Stored data:
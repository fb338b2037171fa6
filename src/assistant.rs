//! The assistant — wires routing, the directory, normalization,
//! presentation, and session history together.
//!
//! One instance serves every session. Each message is processed
//! independently: snapshot history → record the user turn → route →
//! act → record the reply. Upstream failures surface as `AssistantError`
//! and are rendered to stable text at the transport edge; they never
//! append an assistant turn.

use std::sync::Arc;

use crate::config::AppConfig;
use crate::directory::{Directory, DirectoryError, PatientQuery};
use crate::fields::CanonicalPatient;
use crate::intent::{self, Intent};
use crate::normalize;
use crate::presenter;
use crate::session::{ConversationTurn, Role, SessionStore};
use crate::tools::{ToolCall, CATALOG};

/// Failures a message can hit after routing. Zero-result filters and
/// unrecognized intents are replies, not errors.
#[derive(Debug, thiserror::Error)]
pub enum AssistantError {
    #[error(transparent)]
    Directory(#[from] DirectoryError),
}

impl AssistantError {
    /// Stable, user-readable rendering — raw detail stays in the logs.
    pub fn user_message(&self) -> String {
        match self {
            AssistantError::Directory(err) => presenter::render_error(err),
        }
    }
}

/// Result of a tool invocation: text for the calling runtime, plus the
/// canonical records when the tool produced any.
#[derive(Debug, Clone)]
pub struct ToolReply {
    pub text: String,
    pub records: Option<Vec<CanonicalPatient>>,
}

/// The chat assistant. Cheap to share behind an `Arc`.
pub struct Assistant {
    config: AppConfig,
    directory: Arc<dyn Directory>,
    sessions: SessionStore,
}

impl Assistant {
    pub fn new(config: AppConfig, directory: Arc<dyn Directory>) -> Self {
        let sessions = SessionStore::new(config.session.max_turns);
        Self {
            config,
            directory,
            sessions,
        }
    }

    /// Handle one chat message for one session.
    ///
    /// The user turn is recorded before routing; the assistant turn is
    /// recorded only when a reply was produced, so a failed upstream call
    /// leaves the history exactly one turn longer.
    pub async fn process_message(
        &self,
        session_id: &str,
        message: &str,
    ) -> Result<String, AssistantError> {
        let context = self.sessions.history(session_id);
        self.sessions
            .append(session_id, ConversationTurn::now(Role::User, message));

        let routed = intent::route(message, &context);
        tracing::debug!(session_id, intent = ?routed, "routed utterance");

        let reply = match routed {
            Intent::Greeting { name } => presenter::render_greeting(name.as_deref()),
            Intent::Help => presenter::render_help(),
            Intent::ListTools => presenter::render_tool_catalog(CATALOG),
            Intent::GetPatients { name_filter, limit } => {
                self.patients_reply(name_filter.as_deref(), limit).await?
            }
            Intent::Unknown { utterance } => {
                tracing::info!(session_id, %utterance, "unrecognized intent");
                presenter::render_fallback()
            }
        };

        self.sessions
            .append(session_id, ConversationTurn::now(Role::Assistant, reply.clone()));
        Ok(reply)
    }

    /// Execute a parsed tool call.
    pub async fn invoke_tool(&self, call: ToolCall) -> Result<ToolReply, AssistantError> {
        match call {
            ToolCall::GetPatientList {
                patient_name,
                limit,
            } => {
                let records = self
                    .fetch_patient_records(patient_name.as_deref(), limit)
                    .await?;
                Ok(ToolReply {
                    text: presenter::render_patients(&records),
                    records: Some(records),
                })
            }
            ToolCall::ListTools => Ok(ToolReply {
                text: presenter::render_tool_catalog(CATALOG),
                records: None,
            }),
        }
    }

    /// Clear one session's history, or every session's when no id is
    /// given. Returns the number of sessions removed.
    pub fn clear_history(&self, session_id: Option<&str>) -> usize {
        match session_id {
            Some(id) => {
                if self.sessions.clear(id) {
                    1
                } else {
                    0
                }
            }
            None => {
                let count = self.sessions.session_count();
                self.sessions.clear_all();
                count
            }
        }
    }

    /// Snapshot of one session's turns.
    pub fn history(&self, session_id: &str) -> Vec<ConversationTurn> {
        self.sessions.history(session_id)
    }

    /// Number of live sessions (status endpoint).
    pub fn session_count(&self) -> usize {
        self.sessions.session_count()
    }

    /// Where the upstream directory lives (status endpoint).
    pub fn directory_url(&self) -> String {
        format!(
            "{}{}",
            self.config.directory.base_url, self.config.directory.patients_path
        )
    }

    async fn patients_reply(
        &self,
        name_filter: Option<&str>,
        limit: Option<u32>,
    ) -> Result<String, AssistantError> {
        let records = self.fetch_patient_records(name_filter, limit).await?;
        Ok(presenter::render_patients(&records))
    }

    /// Fetch + normalize one patient query.
    ///
    /// An explicit limit of 0 means "no results" and never reaches the
    /// upstream; otherwise the configured default applies when no limit
    /// was given. The filter and limit are re-applied after normalization
    /// — the upstream's own filtering is an optimization, not a contract.
    async fn fetch_patient_records(
        &self,
        name_filter: Option<&str>,
        limit: Option<u32>,
    ) -> Result<Vec<CanonicalPatient>, AssistantError> {
        if limit == Some(0) {
            return Ok(Vec::new());
        }
        let effective_limit = limit.unwrap_or(self.config.directory.default_limit);

        let query = PatientQuery {
            name: name_filter.map(str::to_string),
            limit: effective_limit,
        };
        let raw = self.directory.fetch_patients(&query).await?;

        let records = normalize::normalize(
            &raw,
            &self.config.aliases,
            name_filter,
            Some(effective_limit),
        )
        .map_err(DirectoryError::from)?;

        tracing::info!(
            filter = name_filter.unwrap_or("<none>"),
            limit = effective_limit,
            matched = records.len(),
            "patient query served"
        );
        Ok(records)
    }
}
//! API endpoint handlers.
//!
//! Each module covers one part of the surface: chat (message +
//! clear-history), status (health + runtime status), tools (catalog +
//! invocation).

pub mod chat;
pub mod status;
pub mod tools;
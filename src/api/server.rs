//! API server lifecycle — starts/stops the axum HTTP server.
//!
//! Pattern: bind → spawn background task → return handle with shutdown
//! channel. `main` holds the handle and triggers shutdown on ctrl-c;
//! tests start servers on `127.0.0.1:0` and tear them down per test.

use std::net::SocketAddr;
use std::sync::Arc;

use tokio::sync::oneshot;

use crate::api::router::api_router;
use crate::assistant::Assistant;
use crate::config::ServerConfig;

/// Handle to a running API server.
pub struct ApiServer {
    pub addr: SocketAddr,
    shutdown_tx: Option<oneshot::Sender<()>>,
}

impl ApiServer {
    /// Shut down the server gracefully. Safe to call twice.
    pub fn shutdown(&mut self) {
        if let Some(tx) = self.shutdown_tx.take() {
            let _ = tx.send(());
            tracing::info!("API server shutdown signal sent");
        }
    }
}

/// Start the API server on the configured address.
///
/// Binds, builds the router, and spawns the axum server in a background
/// tokio task. Returns a handle carrying the bound address (useful with
/// port 0) and the shutdown channel.
pub async fn start_api_server(
    assistant: Arc<Assistant>,
    config: &ServerConfig,
) -> Result<ApiServer, String> {
    let bind_addr = format!("{}:{}", config.host, config.port);
    let listener = tokio::net::TcpListener::bind(&bind_addr)
        .await
        .map_err(|e| format!("Failed to bind API server to {bind_addr}: {e}"))?;

    let addr = listener
        .local_addr()
        .map_err(|e| format!("Failed to get server address: {e}"))?;

    let app = api_router(assistant);
    let (shutdown_tx, shutdown_rx) = oneshot::channel::<()>();

    tokio::spawn(async move {
        let shutdown_signal = async move {
            let _ = shutdown_rx.await;
            tracing::info!("API server received shutdown signal");
        };

        tracing::info!(%addr, "API server started");

        if let Err(e) = axum::serve(listener, app)
            .with_graceful_shutdown(shutdown_signal)
            .await
        {
            tracing::error!("API server error: {e}");
        }

        tracing::info!("API server stopped");
    });

    Ok(ApiServer {
        addr,
        shutdown_tx: Some(shutdown_tx),
    })
}
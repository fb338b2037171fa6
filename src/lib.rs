//! Wardline — a chat gateway for patient directories.
//!
//! Free-text requests come in over HTTP or WebSocket, a deterministic
//! rule table routes them to structured tool calls, an alias-driven
//! normalizer canonicalizes whatever JSON the upstream directory
//! returns, and a presenter renders the result back as stable text.

pub mod api; // HTTP + WebSocket surface
pub mod assistant; // Orchestrator: route → fetch → normalize → present
pub mod config;
pub mod directory; // Upstream patient-directory client
pub mod envelope; // Response unwrapping (shape detectors)
pub mod fields; // Canonical fields + alias resolution
pub mod intent; // Free-text intent routing
pub mod normalize; // unwrap → resolve → filter → truncate
pub mod presenter; // Text rendering
pub mod session; // Bounded in-memory conversation history
pub mod tools; // Tool catalog + dispatch
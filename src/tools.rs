//! Tool surface exposed to hosting assistant runtimes.
//!
//! The catalog is static data: two tools, each with a typed argument
//! schema. Dispatch parses loose JSON arguments into a `ToolCall` the
//! assistant can execute; everything else about tool behavior lives in
//! `assistant.rs`.

use serde::Serialize;
use serde_json::Value;

/// Argument slot of a tool.
#[derive(Debug, Clone, Serialize)]
pub struct ArgSpec {
    pub name: &'static str,
    pub kind: &'static str,
    pub required: bool,
    pub description: &'static str,
}

/// A tool as advertised in the catalog.
#[derive(Debug, Clone, Serialize)]
pub struct ToolSpec {
    pub name: &'static str,
    pub description: &'static str,
    pub args: &'static [ArgSpec],
}

/// Every tool wardline offers, in catalog order.
pub const CATALOG: &[ToolSpec] = &[
    ToolSpec {
        name: "get_patient_list",
        description: "Get a list of patients, optionally filtered by name (partial matches supported).",
        args: &[
            ArgSpec {
                name: "patient_name",
                kind: "string",
                required: false,
                description: "Filter by patient name (case-insensitive substring).",
            },
            ArgSpec {
                name: "limit",
                kind: "integer",
                required: false,
                description: "Maximum number of patients to return (1-100, default 10).",
            },
        ],
    },
    ToolSpec {
        name: "list_tools",
        description: "List the available tools and their arguments.",
        args: &[],
    },
];

/// A parsed, validated tool invocation.
#[derive(Debug, Clone, PartialEq, Eq)]
pub enum ToolCall {
    GetPatientList {
        patient_name: Option<String>,
        limit: Option<u32>,
    },
    ListTools,
}

/// Tool dispatch failures — surfaced to the calling runtime verbatim.
#[derive(Debug, Clone, PartialEq, Eq, thiserror::Error)]
pub enum ToolError {
    #[error("unknown tool: {0}")]
    UnknownTool(String),
    #[error("invalid argument {name}: expected {expected}")]
    InvalidArgument {
        name: &'static str,
        expected: &'static str,
    },
}

/// Parse a tool name plus loose JSON arguments into a `ToolCall`.
///
/// Missing optional arguments and explicit nulls are equivalent; unknown
/// argument keys are ignored.
pub fn parse_call(name: &str, arguments: &Value) -> Result<ToolCall, ToolError> {
    match name {
        "get_patient_list" => {
            let patient_name = match arguments.get("patient_name") {
                None | Some(Value::Null) => None,
                Some(Value::String(s)) if s.trim().is_empty() => None,
                Some(Value::String(s)) => Some(s.trim().to_string()),
                Some(_) => {
                    return Err(ToolError::InvalidArgument {
                        name: "patient_name",
                        expected: "a string",
                    })
                }
            };
            let limit = match arguments.get("limit") {
                None | Some(Value::Null) => None,
                Some(Value::Number(n)) => match n.as_u64() {
                    Some(v) if v <= u32::MAX as u64 => Some(v as u32),
                    _ => {
                        return Err(ToolError::InvalidArgument {
                            name: "limit",
                            expected: "a non-negative integer",
                        })
                    }
                },
                Some(_) => {
                    return Err(ToolError::InvalidArgument {
                        name: "limit",
                        expected: "a non-negative integer",
                    })
                }
            };
            Ok(ToolCall::GetPatientList {
                patient_name,
                limit,
            })
        }
        "list_tools" => Ok(ToolCall::ListTools),
        other => Err(ToolError::UnknownTool(other.to_string())),
    }
}
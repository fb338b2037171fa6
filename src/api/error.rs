//! API error types with structured JSON responses.

use axum::http::StatusCode;
use axum::response::{IntoResponse, Response};
use axum::Json;
use serde::Serialize;

use crate::tools::ToolError;

/// Structured error response body.
#[derive(Debug, Serialize)]
pub struct ErrorBody {
    pub error: ErrorDetail,
}

#[derive(Debug, Serialize)]
pub struct ErrorDetail {
    pub code: &'static str,
    pub message: String,
}

/// API-level errors with HTTP status mapping.
///
/// Upstream chat failures are NOT here — those travel inside the chat
/// payload as `status: "error"` so both transports share one shape.
#[derive(Debug, thiserror::Error)]
pub enum ApiError {
    #[error("Invalid request: {0}")]
    BadRequest(String),
    #[error("Internal error: {0}")]
    Internal(String),
}

impl IntoResponse for ApiError {
    fn into_response(self) -> Response {
        let (status, code, message) = match &self {
            ApiError::BadRequest(detail) => (StatusCode::BAD_REQUEST, "BAD_REQUEST", detail.clone()),
            ApiError::Internal(detail) => {
                tracing::error!(detail, "API internal error");
                (
                    StatusCode::INTERNAL_SERVER_ERROR,
                    "INTERNAL",
                    "An internal error occurred".to_string(),
                )
            }
        };

        let body = ErrorBody {
            error: ErrorDetail { code, message },
        };
        (status, Json(body)).into_response()
    }
}

impl From<ToolError> for ApiError {
    fn from(err: ToolError) -> Self {
        ApiError::BadRequest(err.to_string())
    }
}

#[cfg(test)]
mod tests {
    use super::*;
    use axum::body::to_bytes;

    #[tokio::test]
    async fn bad_request_returns_400() {
        let response = ApiError::BadRequest("Message cannot be empty".into()).into_response();
        assert_eq!(response.status(), StatusCode::BAD_REQUEST);
        let body = to_bytes(response.into_body(), 1024).await.unwrap();
        let json: serde_json::Value = serde_json::from_slice(&body).unwrap();
        assert_eq!(json["error"]["code"], "BAD_REQUEST");
        assert_eq!(json["error"]["message"], "Message cannot be empty");
    }

    #[tokio::test]
    async fn internal_returns_500_and_hides_detail() {
        let response = ApiError::Internal("something broke".into()).into_response();
        assert_eq!(response.status(), StatusCode::INTERNAL_SERVER_ERROR);
        let body = to_bytes(response.into_body(), 1024).await.unwrap();
        let json: serde_json::Value = serde_json::from_slice(&body).unwrap();
        assert_eq!(json["error"]["message"], "An internal error occurred");
    }

    #[tokio::test]
    async fn tool_error_maps_to_bad_request() {
        let api_err: ApiError = ToolError::UnknownTool("calculate".into()).into();
        let response = api_err.into_response();
        assert_eq!(response.status(), StatusCode::BAD_REQUEST);
    }
}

WHAT THE EXERCISE ASKS: Set every line down again exactly. Begin with the first line of the entries and finish with the line containing "turn → route →".

TASK SOLUTION:
repository fb338b2037171fa6
filename src/assistant.rs
//! The assistant — wires routing, the directory, normalization,
//! presentation, and session history together.
//!
//! One instance serves every session. Each message is processed
//! independently: snapshot history → record the user turn → route →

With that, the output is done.